Posted: 04/10/2012 5:53 pm

"Doing well by doing good." The phrase has been overused, but fortunately it is no longer a novel concept in business. Employees, shareholders, and customers are increasingly expecting companies to focus on their social and environmental performance hand-in-hand with their financial performance. In fact, recent studies by companies such as Edelman Financial Group and WPP indicate that when choosing between brands of equal quality and price, social purpose ranks as the number-one deciding factor for global consumers' purchases, above design, innovation, and brand loyalty considerations, and 75 percent of U.S. consumers want to buy from green brands. Failure to listen, given the means in the digital age to stand in judgment of brands, will result in business being withdrawn.
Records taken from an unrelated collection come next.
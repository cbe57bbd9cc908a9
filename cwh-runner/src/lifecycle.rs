//! Scenario lifecycle
//!
//! Drives one player through attach → configure → load → play → waits, then
//! tears it down. The sequence for each scenario:
//!
//! 1. Evaluate skip predicates; a skipped scenario never touches the player
//! 2. Create and attach a fresh player
//! 3. Install the error listener (first error fails the scenario and cancels
//!    every outstanding wait)
//! 4. Apply configuration (base + scenario overrides + server certificate)
//! 5. Load the content
//! 6. Start playback
//! 7. Check post-load expectations, wait for movement, then for progress
//! 8. Stop at the first failing step
//! 9. Unload, release every listener and destroy, on every exit path
//!
//! The error listener runs alongside the step sequence: an error event cancels
//! the scenario token, which pre-empts whatever step is in flight.

use crate::error::{Error, FailureCategory, Result};
use crate::event_manager::EventManager;
use crate::player::{AdvancedDrmConfig, MediaBackend, MediaPlayer, MediaSurface, PlayerConfig};
use crate::report::{RunReport, ScenarioOutcome, ScenarioReport};
use crate::scenario::skip::{self, Environment, SkipDecision};
use crate::scenario::{Scenario, ScenarioMatrix};
use crate::waiter::{Waiter, DEFAULT_POLL_INTERVAL};
use cwh_common::events::names;
use cwh_common::MediaEvent;
use futures::FutureExt;
use std::panic::AssertUnwindSafe;
use std::sync::atomic::{AtomicU64, AtomicUsize, Ordering};
use std::sync::{Arc, Mutex, MutexGuard, PoisonError};
use std::time::Duration;
use tokio::time::Instant;
use tokio_util::sync::CancellationToken;
use tracing::{debug, error, info, warn};

/// Scenario sequence numbers for reporting; no correctness role
static SCENARIO_COUNTER: AtomicU64 = AtomicU64::new(0);

fn next_sequence() -> u64 {
    SCENARIO_COUNTER.fetch_add(1, Ordering::SeqCst) + 1
}

#[derive(Default)]
struct ContextState {
    failure: Option<(FailureCategory, String)>,
    suppressed: Vec<String>,
}

/// Per-scenario failure state
///
/// Replaces any process-wide "error means fail" policy: each scenario gets its
/// own context, created fresh and dropped with the scenario. The first recorded
/// failure decides the outcome; later ones are kept for the report only.
#[derive(Clone)]
pub struct ScenarioContext {
    scenario_id: Arc<str>,
    token: CancellationToken,
    state: Arc<Mutex<ContextState>>,
}

impl ScenarioContext {
    pub fn new(scenario_id: &str) -> Self {
        Self {
            scenario_id: Arc::from(scenario_id),
            token: CancellationToken::new(),
            state: Arc::new(Mutex::new(ContextState::default())),
        }
    }

    fn lock(&self) -> MutexGuard<'_, ContextState> {
        self.state.lock().unwrap_or_else(PoisonError::into_inner)
    }

    pub fn scenario_id(&self) -> &str {
        &self.scenario_id
    }

    /// Token cancelled as soon as the scenario fails
    pub fn token(&self) -> CancellationToken {
        self.token.clone()
    }

    /// Record a failure
    ///
    /// Returns true if this failure decided the outcome. Later failures are
    /// recorded as suppressed and trigger nothing.
    pub fn fail(&self, error: &Error) -> bool {
        let decided = {
            let mut state = self.lock();
            if state.failure.is_none() {
                state.failure = Some((error.category(), error.detail()));
                true
            } else {
                state.suppressed.push(error.to_string());
                false
            }
        };
        if decided {
            self.token.cancel();
        }
        decided
    }

    /// Keep an observation for the report without affecting the outcome
    pub fn note_suppressed(&self, message: String) {
        self.lock().suppressed.push(message);
    }

    pub fn is_failed(&self) -> bool {
        self.lock().failure.is_some()
    }

    pub fn failure(&self) -> Option<(FailureCategory, String)> {
        self.lock().failure.clone()
    }

    pub fn suppressed(&self) -> Vec<String> {
        self.lock().suppressed.clone()
    }

    pub fn outcome(&self) -> ScenarioOutcome {
        match self.failure() {
            Some((category, detail)) => ScenarioOutcome::Failed { category, detail },
            None => ScenarioOutcome::Passed,
        }
    }
}

impl std::fmt::Debug for ScenarioContext {
    fn fmt(&self, f: &mut std::fmt::Formatter<'_>) -> std::fmt::Result {
        f.debug_struct("ScenarioContext")
            .field("scenario_id", &self.scenario_id)
            .field("failure", &self.failure())
            .finish()
    }
}

/// Knobs shared by every scenario of a run
#[derive(Debug, Clone)]
pub struct LifecycleOptions {
    /// Waiter re-sample interval
    pub poll_interval: Duration,
    /// Configuration applied before each scenario's overrides
    pub base_config: PlayerConfig,
}

impl Default for LifecycleOptions {
    fn default() -> Self {
        Self {
            poll_interval: DEFAULT_POLL_INTERVAL,
            base_config: PlayerConfig {
                streaming: crate::player::StreamingConfig::strict(),
                ..PlayerConfig::default()
            },
        }
    }
}

/// Everything owned by one running scenario
struct ScenarioResources {
    context: ScenarioContext,
    event_manager: EventManager,
    waiter: Waiter,
    player: Arc<dyn MediaPlayer>,
    surface: Arc<dyn MediaSurface>,
    key_status_changes: Arc<AtomicUsize>,
}

/// Runs scenarios against a media backend, one at a time
pub struct TestLifecycle {
    backend: Arc<dyn MediaBackend>,
    environment: Environment,
    options: LifecycleOptions,
}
The reverse is also true. Consumers will reward brands for their behavior with passionate advocacy enabled by the same social media tools.

At its core, the phrase "doing well by doing good" means that growth, revenue, and profit should be the byproduct of making a positive difference for multiple stakeholders, not the ultimate goal. This approach becomes more interesting when applied to the most microcosmic "business unit" possible: the individual consumer. If we could imbue this philosophy into our culture -- at an individual level -- collectively we would catalyze a broad positive impact previously thought unattainable. Businesses that embrace this philosophy focus on the connections between creating societal and economic value and are motivated by generating benefit for multiple and diverse stakeholders -- for their employees, supply chain partners, customers, investors, and the health of their brand. Many individual consumers are similarly motivated. Our choices are heavily influenced by self-interest; we want to have enough resources to support ourselves and be able to provide for and protect our families, while at the same time wanting to leave a positive mark on our communities and even the world.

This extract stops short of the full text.